-------- DATA SECTION

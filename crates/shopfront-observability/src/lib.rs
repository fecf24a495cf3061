//! Observability for the storefront enhancements.
//!
//! This crate provides:
//! - `StructuredLogger` - Structured logging with session and component context
//! - `LogSink` - Where rendered entries go (stderr, memory, browser console)

mod logging;
mod sink;

pub use logging::*;
pub use sink::*;

// Re-export SessionId from shopfront-core for convenience
pub use shopfront_core::SessionId;
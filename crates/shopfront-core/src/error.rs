//! Configuration error types.

use thiserror::Error;

/// Errors that can occur while loading or validating configuration.
#[derive(Error, Debug)]
pub enum ConfigError {
    /// Failed to read the config file.
    #[error("Failed to read config file {path}: {source}")]
    Io {
        path: String,
        #[source]
        source: std::io::Error,
    },

    /// TOML parse failure.
    #[error("Invalid TOML config: {0}")]
    Toml(#[from] toml::de::Error),

    /// JSON parse failure.
    #[error("Invalid JSON config: {0}")]
    Json(#[from] serde_json::Error),

    /// A field holds a value the enhancements cannot work with.
    #[error("Invalid value for {field}: {reason}")]
    InvalidValue { field: &'static str, reason: String },
}

impl ConfigError {
    pub(crate) fn invalid(field: &'static str, reason: impl Into<String>) -> Self {
        Self::InvalidValue {
            field,
            reason: reason.into(),
        }
    }
}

----------------

EXERCISE PROMPT: Wherever the word "failure" turns up in the records above, copy the line that holds it.

WRITTEN REPLY:
    /// TOML parse failure.
    /// JSON parse failure.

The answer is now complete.